[Records contained in a dataset]

++++++

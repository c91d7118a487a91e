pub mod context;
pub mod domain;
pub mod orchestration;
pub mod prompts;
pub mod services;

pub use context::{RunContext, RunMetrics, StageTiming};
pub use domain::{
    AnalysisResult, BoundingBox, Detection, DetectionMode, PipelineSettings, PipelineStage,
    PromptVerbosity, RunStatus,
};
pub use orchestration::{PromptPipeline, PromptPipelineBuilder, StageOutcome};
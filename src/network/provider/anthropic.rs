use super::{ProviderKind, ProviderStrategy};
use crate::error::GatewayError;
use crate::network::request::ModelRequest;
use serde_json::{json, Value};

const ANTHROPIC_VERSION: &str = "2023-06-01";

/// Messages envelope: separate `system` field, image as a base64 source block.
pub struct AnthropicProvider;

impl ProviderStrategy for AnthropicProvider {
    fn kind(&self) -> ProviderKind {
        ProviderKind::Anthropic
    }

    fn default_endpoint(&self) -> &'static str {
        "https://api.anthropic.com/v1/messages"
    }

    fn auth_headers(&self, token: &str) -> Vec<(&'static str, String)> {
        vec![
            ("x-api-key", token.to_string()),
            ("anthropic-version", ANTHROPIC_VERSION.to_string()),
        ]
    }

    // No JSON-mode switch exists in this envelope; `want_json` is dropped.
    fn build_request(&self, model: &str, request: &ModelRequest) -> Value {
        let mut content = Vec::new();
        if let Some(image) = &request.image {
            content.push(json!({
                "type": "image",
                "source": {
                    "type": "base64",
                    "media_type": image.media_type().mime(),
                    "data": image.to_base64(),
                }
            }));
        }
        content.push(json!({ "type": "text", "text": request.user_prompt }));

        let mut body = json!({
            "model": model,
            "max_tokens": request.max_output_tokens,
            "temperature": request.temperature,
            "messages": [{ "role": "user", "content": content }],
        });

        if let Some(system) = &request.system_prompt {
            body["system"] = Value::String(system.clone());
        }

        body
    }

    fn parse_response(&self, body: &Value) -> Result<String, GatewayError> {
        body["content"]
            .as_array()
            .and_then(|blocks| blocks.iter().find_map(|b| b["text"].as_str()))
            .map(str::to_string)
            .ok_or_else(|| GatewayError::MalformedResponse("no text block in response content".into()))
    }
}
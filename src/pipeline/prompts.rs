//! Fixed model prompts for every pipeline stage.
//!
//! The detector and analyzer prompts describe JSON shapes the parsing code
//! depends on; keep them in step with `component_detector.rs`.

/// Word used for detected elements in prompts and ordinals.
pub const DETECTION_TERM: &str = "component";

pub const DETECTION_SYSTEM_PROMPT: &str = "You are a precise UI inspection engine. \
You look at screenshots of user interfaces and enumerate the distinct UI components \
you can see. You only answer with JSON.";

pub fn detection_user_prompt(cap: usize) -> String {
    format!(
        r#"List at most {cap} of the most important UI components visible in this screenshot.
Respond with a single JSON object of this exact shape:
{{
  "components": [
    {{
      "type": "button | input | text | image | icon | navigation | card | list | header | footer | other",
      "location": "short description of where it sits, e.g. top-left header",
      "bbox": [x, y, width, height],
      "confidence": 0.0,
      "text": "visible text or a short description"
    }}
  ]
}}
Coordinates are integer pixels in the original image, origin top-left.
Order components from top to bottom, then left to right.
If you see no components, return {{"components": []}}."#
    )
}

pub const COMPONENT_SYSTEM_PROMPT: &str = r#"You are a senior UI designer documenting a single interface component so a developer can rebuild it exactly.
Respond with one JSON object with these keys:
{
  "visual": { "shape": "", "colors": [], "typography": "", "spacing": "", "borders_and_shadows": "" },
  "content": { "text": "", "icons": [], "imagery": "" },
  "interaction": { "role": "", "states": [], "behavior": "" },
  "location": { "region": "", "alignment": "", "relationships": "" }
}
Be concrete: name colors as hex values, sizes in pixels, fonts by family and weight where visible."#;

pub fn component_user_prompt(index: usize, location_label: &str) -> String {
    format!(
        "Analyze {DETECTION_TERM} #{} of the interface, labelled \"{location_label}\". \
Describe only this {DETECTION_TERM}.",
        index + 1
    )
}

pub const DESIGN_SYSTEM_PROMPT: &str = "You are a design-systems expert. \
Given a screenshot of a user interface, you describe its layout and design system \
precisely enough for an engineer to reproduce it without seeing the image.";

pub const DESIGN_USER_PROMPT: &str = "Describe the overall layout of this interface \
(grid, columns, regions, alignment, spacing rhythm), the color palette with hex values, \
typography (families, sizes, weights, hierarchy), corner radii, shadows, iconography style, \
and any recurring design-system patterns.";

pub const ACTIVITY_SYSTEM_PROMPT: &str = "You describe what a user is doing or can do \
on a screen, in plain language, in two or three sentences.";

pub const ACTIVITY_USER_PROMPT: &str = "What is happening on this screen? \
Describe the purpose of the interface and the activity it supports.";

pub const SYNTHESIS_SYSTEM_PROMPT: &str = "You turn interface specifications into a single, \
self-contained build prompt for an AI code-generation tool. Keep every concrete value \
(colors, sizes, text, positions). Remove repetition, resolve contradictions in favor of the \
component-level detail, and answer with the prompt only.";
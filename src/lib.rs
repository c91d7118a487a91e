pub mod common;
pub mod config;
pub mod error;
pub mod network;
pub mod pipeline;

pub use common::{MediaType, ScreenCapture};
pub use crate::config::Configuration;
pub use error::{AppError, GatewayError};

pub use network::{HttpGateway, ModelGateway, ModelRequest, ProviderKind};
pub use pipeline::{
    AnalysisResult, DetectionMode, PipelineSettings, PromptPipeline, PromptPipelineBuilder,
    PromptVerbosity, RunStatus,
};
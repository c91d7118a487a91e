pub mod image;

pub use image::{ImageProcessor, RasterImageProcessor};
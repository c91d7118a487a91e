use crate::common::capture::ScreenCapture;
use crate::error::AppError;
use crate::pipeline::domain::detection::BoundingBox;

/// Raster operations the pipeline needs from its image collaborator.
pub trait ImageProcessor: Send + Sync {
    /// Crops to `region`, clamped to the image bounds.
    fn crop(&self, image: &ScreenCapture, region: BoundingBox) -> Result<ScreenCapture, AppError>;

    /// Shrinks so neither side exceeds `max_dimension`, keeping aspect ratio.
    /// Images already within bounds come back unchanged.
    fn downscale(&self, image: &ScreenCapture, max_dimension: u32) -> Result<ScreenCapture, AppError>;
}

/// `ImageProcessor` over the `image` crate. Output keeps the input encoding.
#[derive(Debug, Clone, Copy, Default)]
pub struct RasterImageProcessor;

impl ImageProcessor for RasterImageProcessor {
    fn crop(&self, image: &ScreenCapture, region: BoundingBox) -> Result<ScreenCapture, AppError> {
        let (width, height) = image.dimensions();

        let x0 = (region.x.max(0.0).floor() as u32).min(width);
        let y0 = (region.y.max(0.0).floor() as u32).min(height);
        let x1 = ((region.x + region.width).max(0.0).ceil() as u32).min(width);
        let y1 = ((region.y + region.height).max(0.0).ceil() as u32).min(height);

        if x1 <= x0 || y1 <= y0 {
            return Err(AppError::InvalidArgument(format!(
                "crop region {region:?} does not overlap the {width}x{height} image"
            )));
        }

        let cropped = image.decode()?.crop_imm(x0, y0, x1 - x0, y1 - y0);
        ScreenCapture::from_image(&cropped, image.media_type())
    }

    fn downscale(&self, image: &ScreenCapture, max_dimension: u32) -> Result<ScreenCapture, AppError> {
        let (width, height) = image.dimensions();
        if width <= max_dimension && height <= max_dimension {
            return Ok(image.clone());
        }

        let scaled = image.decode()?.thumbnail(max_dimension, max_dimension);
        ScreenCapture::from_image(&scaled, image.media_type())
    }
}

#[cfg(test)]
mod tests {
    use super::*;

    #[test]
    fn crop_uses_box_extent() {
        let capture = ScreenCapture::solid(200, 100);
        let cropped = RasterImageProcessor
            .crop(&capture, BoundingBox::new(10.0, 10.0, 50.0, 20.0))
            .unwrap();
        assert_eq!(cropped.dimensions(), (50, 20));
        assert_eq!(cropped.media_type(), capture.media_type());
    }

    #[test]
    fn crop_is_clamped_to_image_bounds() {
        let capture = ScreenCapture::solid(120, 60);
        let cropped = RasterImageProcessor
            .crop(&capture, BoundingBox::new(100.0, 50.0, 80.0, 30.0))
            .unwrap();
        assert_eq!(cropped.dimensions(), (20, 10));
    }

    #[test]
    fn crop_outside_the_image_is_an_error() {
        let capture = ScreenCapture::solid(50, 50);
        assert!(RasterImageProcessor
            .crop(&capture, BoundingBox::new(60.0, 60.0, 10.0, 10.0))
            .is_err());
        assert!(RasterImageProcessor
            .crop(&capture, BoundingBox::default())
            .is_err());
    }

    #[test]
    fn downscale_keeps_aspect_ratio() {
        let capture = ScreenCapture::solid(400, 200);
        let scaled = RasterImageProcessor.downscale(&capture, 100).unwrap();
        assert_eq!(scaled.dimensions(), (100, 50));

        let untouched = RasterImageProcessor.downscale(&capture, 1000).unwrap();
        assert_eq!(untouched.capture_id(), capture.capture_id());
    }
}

++++++

• [Task directions] Copy out only the lines above from the one with "use crate::error::GatewayError;" to the one with "No JSON-mode switch", inclusive, exactly as they stand.

• [Completed task]
use crate::error::GatewayError;
use crate::network::request::ModelRequest;
use serde_json::{json, Value};

const ANTHROPIC_VERSION: &str = "2023-06-01";

/// Messages envelope: separate `system` field, image as a base64 source block.
pub struct AnthropicProvider;

impl ProviderStrategy for AnthropicProvider {
    fn kind(&self) -> ProviderKind {
        ProviderKind::Anthropic
    }

    fn default_endpoint(&self) -> &'static str {
        "https://api.anthropic.com/v1/messages"
    }

    fn auth_headers(&self, token: &str) -> Vec<(&'static str, String)> {
        vec![
            ("x-api-key", token.to_string()),
            ("anthropic-version", ANTHROPIC_VERSION.to_string()),
        ]
    }

    // No JSON-mode switch exists in this envelope; `want_json` is dropped.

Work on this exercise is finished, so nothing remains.